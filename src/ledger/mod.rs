//! ledger collaborator interface and transaction engine
//!
//! the ledger is the transactional object service holding repository
//! metadata and reference state. it is specified only by the capability
//! trait here; implementations are selected by configuration.

pub mod batch;
pub mod memory;
pub mod tx;

use std::time::Duration;

use async_trait::async_trait;
use serde::Serialize;
use tokio::sync::mpsc;

pub use batch::{plan_batches, run_batches, BatchOptions};
pub use memory::MemoryLedger;
pub use tx::{SubmitOptions, TxBuilder, TxEngine};

use crate::error::{Error, LedgerErrorKind, NetworkErrorKind, Result};
use crate::hash::Hash;

/// digest identifying a submitted transaction
pub type TxDigest = String;

/// tree entry as recorded on the ledger
#[derive(Clone, Debug, Serialize)]
pub struct LedgerTreeEntry {
    pub name: String,
    pub kind: String,
    pub id: Hash,
    pub mode: u32,
}

/// one ledger mutation inside a transaction
#[derive(Clone, Debug, Serialize)]
pub enum Operation {
    CreateBlob {
        remote_id: String,
        size: u64,
        hash: Hash,
        encoding: String,
    },
    CreateTree {
        hash: Hash,
        entries: Vec<LedgerTreeEntry>,
    },
    CreateCommit {
        hash: Hash,
        tree: Hash,
        parents: Vec<Hash>,
        message: String,
        timestamp: String,
        manifest_cid: Option<String>,
        wrapped_dek_cid: Option<String>,
    },
    UpdateBranch {
        repo_id: String,
        branch: String,
        commit: Hash,
        /// compare-and-set: the update applies only if the branch
        /// currently points here (None = branch must not exist)
        expected: Option<Hash>,
    },
    ForceUpdateBranch {
        repo_id: String,
        branch: String,
        commit: Hash,
    },
}

impl Operation {
    /// complexity score for batching: move calls, nested vectors and
    /// shared-object touches weigh more than plain object creation
    pub fn complexity(&self) -> u64 {
        match self {
            Operation::CreateBlob { .. } => 1,
            Operation::CreateTree { entries, .. } => 2 + entries.len() as u64 / 8,
            Operation::CreateCommit { parents, .. } => 3 + parents.len() as u64,
            Operation::UpdateBranch { .. } => 4,
            Operation::ForceUpdateBranch { .. } => 4,
        }
    }

    pub fn serialized_size(&self) -> u64 {
        serde_json::to_vec(self).map(|v| v.len() as u64).unwrap_or(0)
    }

    /// merge-class operations get the larger gas safety factor
    pub fn is_merge_class(&self) -> bool {
        matches!(self, Operation::CreateCommit { parents, .. } if parents.len() > 1)
    }
}

/// an unsubmitted group of operations
#[derive(Clone, Debug, Default, Serialize)]
pub struct Transaction {
    pub operations: Vec<Operation>,
}

impl Transaction {
    pub fn serialized_size(&self) -> u64 {
        self.operations.iter().map(|op| op.serialized_size()).sum()
    }

    pub fn complexity(&self) -> u64 {
        self.operations.iter().map(|op| op.complexity()).sum()
    }

    pub fn is_empty(&self) -> bool {
        self.operations.is_empty()
    }

    pub fn has_merge_class(&self) -> bool {
        self.operations.iter().any(|op| op.is_merge_class())
    }
}

/// dry-run effects used for gas estimation
#[derive(Clone, Copy, Debug)]
pub struct GasEffects {
    pub computation: u64,
    pub storage: u64,
    pub rebate: u64,
}

impl GasEffects {
    pub fn net(&self) -> u64 {
        (self.computation + self.storage).saturating_sub(self.rebate)
    }
}

/// terminal and non-terminal transaction states
#[derive(Clone, Debug, PartialEq, Eq)]
pub enum TxStatus {
    Pending,
    Success { gas_used: u64 },
    Failure { message: String },
}

/// outcome of a submitted and awaited transaction
#[derive(Clone, Debug)]
pub struct TxResult {
    pub digest: TxDigest,
    pub status: TxStatus,
    pub gas_used: u64,
    pub attempts: u32,
    pub elapsed: Duration,
}

/// a blob object as recorded on the ledger
#[derive(Clone, Debug)]
pub struct BlobRecord {
    pub hash: Hash,
    pub remote_id: String,
    pub size: u64,
}

/// event emitted when a reference moves
#[derive(Clone, Debug)]
pub struct LedgerEvent {
    pub repo_id: String,
    pub branch: String,
    pub commit: Hash,
}

/// transaction signer provided by the wallet collaborator
pub trait Signer: Send + Sync {
    fn address(&self) -> &str;
    fn sign(&self, tx_bytes: &[u8]) -> Result<Vec<u8>>;
}

/// deterministic signer for tests and localnet
pub struct LocalSigner {
    address: String,
    key: [u8; 32],
}

impl LocalSigner {
    pub fn new(address: impl Into<String>, key: [u8; 32]) -> Self {
        Self {
            address: address.into(),
            key,
        }
    }
}

impl Signer for LocalSigner {
    fn address(&self) -> &str {
        &self.address
    }

    fn sign(&self, tx_bytes: &[u8]) -> Result<Vec<u8>> {
        let mut input = self.key.to_vec();
        input.extend_from_slice(tx_bytes);
        Ok(crate::hash::sha256_hex(&input).into_bytes())
    }
}

/// capability bundle of the ledger collaborator
#[async_trait]
pub trait LedgerClient: Send + Sync {
    async fn dry_run(&self, tx: &Transaction, sender: &str) -> Result<GasEffects>;

    async fn sign_and_submit(
        &self,
        tx: &Transaction,
        signer: &dyn Signer,
        gas_budget: u64,
    ) -> Result<TxDigest>;

    async fn get_transaction(&self, digest: &str) -> Result<TxStatus>;

    async fn branch_exists(&self, repo_id: &str, branch: &str) -> Result<bool>;

    async fn get_branch(&self, repo_id: &str, branch: &str) -> Result<Option<Hash>>;

    /// whether an object with this hash exists on the ledger
    async fn has_object(&self, repo_id: &str, hash: &Hash) -> Result<bool>;

    async fn list_blobs(&self, repo_id: &str) -> Result<Vec<BlobRecord>>;

    async fn subscribe_events(&self, repo_id: &str) -> Result<mpsc::UnboundedReceiver<LedgerEvent>>;
}

/// retryable-error word list applied to ledger error text
pub const RETRYABLE_WORDS: &[&str] = &[
    "rate limit",
    "congestion",
    "quorum",
    "timeout",
    "temporarily",
    "try again",
];

/// classify ledger error text into an error kind
///
/// words from the retryable list map to network classes so the retry
/// strategy picks them up; everything else becomes a ledger kind.
pub fn classify_error_text(message: &str) -> Error {
    let lower = message.to_ascii_lowercase();

    if lower.contains("rate limit") {
        return Error::Network {
            kind: NetworkErrorKind::RateLimited,
            message: message.to_string(),
        };
    }
    if RETRYABLE_WORDS.iter().any(|w| lower.contains(w)) {
        return Error::Network {
            kind: NetworkErrorKind::Transient,
            message: message.to_string(),
        };
    }

    let kind = if lower.contains("gas") {
        LedgerErrorKind::Gas
    } else if lower.contains("budget") {
        LedgerErrorKind::Budget
    } else if lower.contains("not found") || lower.contains("missing") {
        LedgerErrorKind::ObjectMissing
    } else if lower.contains("abort") {
        LedgerErrorKind::Abort
    } else if lower.contains("version") || lower.contains("conflict") {
        LedgerErrorKind::Version
    } else if lower.contains("too large") {
        LedgerErrorKind::TxTooLarge
    } else {
        LedgerErrorKind::Validation
    };

    Error::Ledger {
        kind,
        message: message.to_string(),
    }
}

#[cfg(test)]
mod tests {
    use super::*;

    #[test]
    fn test_complexity_monotone_in_operations() {
        let blob = Operation::CreateBlob {
            remote_id: "cid".into(),
            size: 10,
            hash: Hash::ZERO,
            encoding: "zlib".into(),
        };
        let one = Transaction {
            operations: vec![blob.clone()],
        };
        let two = Transaction {
            operations: vec![blob.clone(), blob],
        };
        assert!(two.complexity() > one.complexity());
        assert!(two.serialized_size() > one.serialized_size());
    }

    #[test]
    fn test_merge_class_detection() {
        let merge = Operation::CreateCommit {
            hash: Hash::ZERO,
            tree: Hash::ZERO,
            parents: vec![Hash::ZERO, Hash::ZERO],
            message: "merge".into(),
            timestamp: "t".into(),
            manifest_cid: None,
            wrapped_dek_cid: None,
        };
        assert!(merge.is_merge_class());

        let linear = Operation::CreateCommit {
            hash: Hash::ZERO,
            tree: Hash::ZERO,
            parents: vec![Hash::ZERO],
            message: "linear".into(),
            timestamp: "t".into(),
            manifest_cid: None,
            wrapped_dek_cid: None,
        };
        assert!(!linear.is_merge_class());
    }

    #[test]
    fn test_classify_error_text() {
        assert!(matches!(
            classify_error_text("hit the rate limit, slow down"),
            Error::Network {
                kind: NetworkErrorKind::RateLimited,
                ..
            }
        ));
        assert!(matches!(
            classify_error_text("network congestion detected"),
            Error::Network {
                kind: NetworkErrorKind::Transient,
                ..
            }
        ));
        assert!(matches!(
            classify_error_text("insufficient gas for execution"),
            Error::Ledger {
                kind: LedgerErrorKind::Gas,
                ..
            }
        ));
        assert!(matches!(
            classify_error_text("transaction too large"),
            Error::Ledger {
                kind: LedgerErrorKind::TxTooLarge,
                ..
            }
        ));
        assert!(matches!(
            classify_error_text("move abort in module"),
            Error::Ledger {
                kind: LedgerErrorKind::Abort,
                ..
            }
        ));
    }

    #[test]
    fn test_gas_effects_net() {
        let effects = GasEffects {
            computation: 1000,
            storage: 500,
            rebate: 200,
        };
        assert_eq!(effects.net(), 1300);

        let over_rebated = GasEffects {
            computation: 10,
            storage: 10,
            rebate: 100,
        };
        assert_eq!(over_rebated.net(), 0);
    }

    #[test]
    fn test_local_signer() {
        let signer = LocalSigner::new("0xme", [7; 32]);
        assert_eq!(signer.address(), "0xme");
        let s1 = signer.sign(b"tx bytes").unwrap();
        let s2 = signer.sign(b"tx bytes").unwrap();
        assert_eq!(s1, s2);
        assert_ne!(s1, signer.sign(b"other").unwrap());
    }
}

**Assignment**
In restating the data, begin at its first line, reproduce each line word for word, and conclude with the line that contains "by the capability".

**Task result**
filename src/ledger/mod.rs
//! ledger collaborator interface and transaction engine
//!
//! the ledger is the transactional object service holding repository
//! metadata and reference state. it is specified only by the capability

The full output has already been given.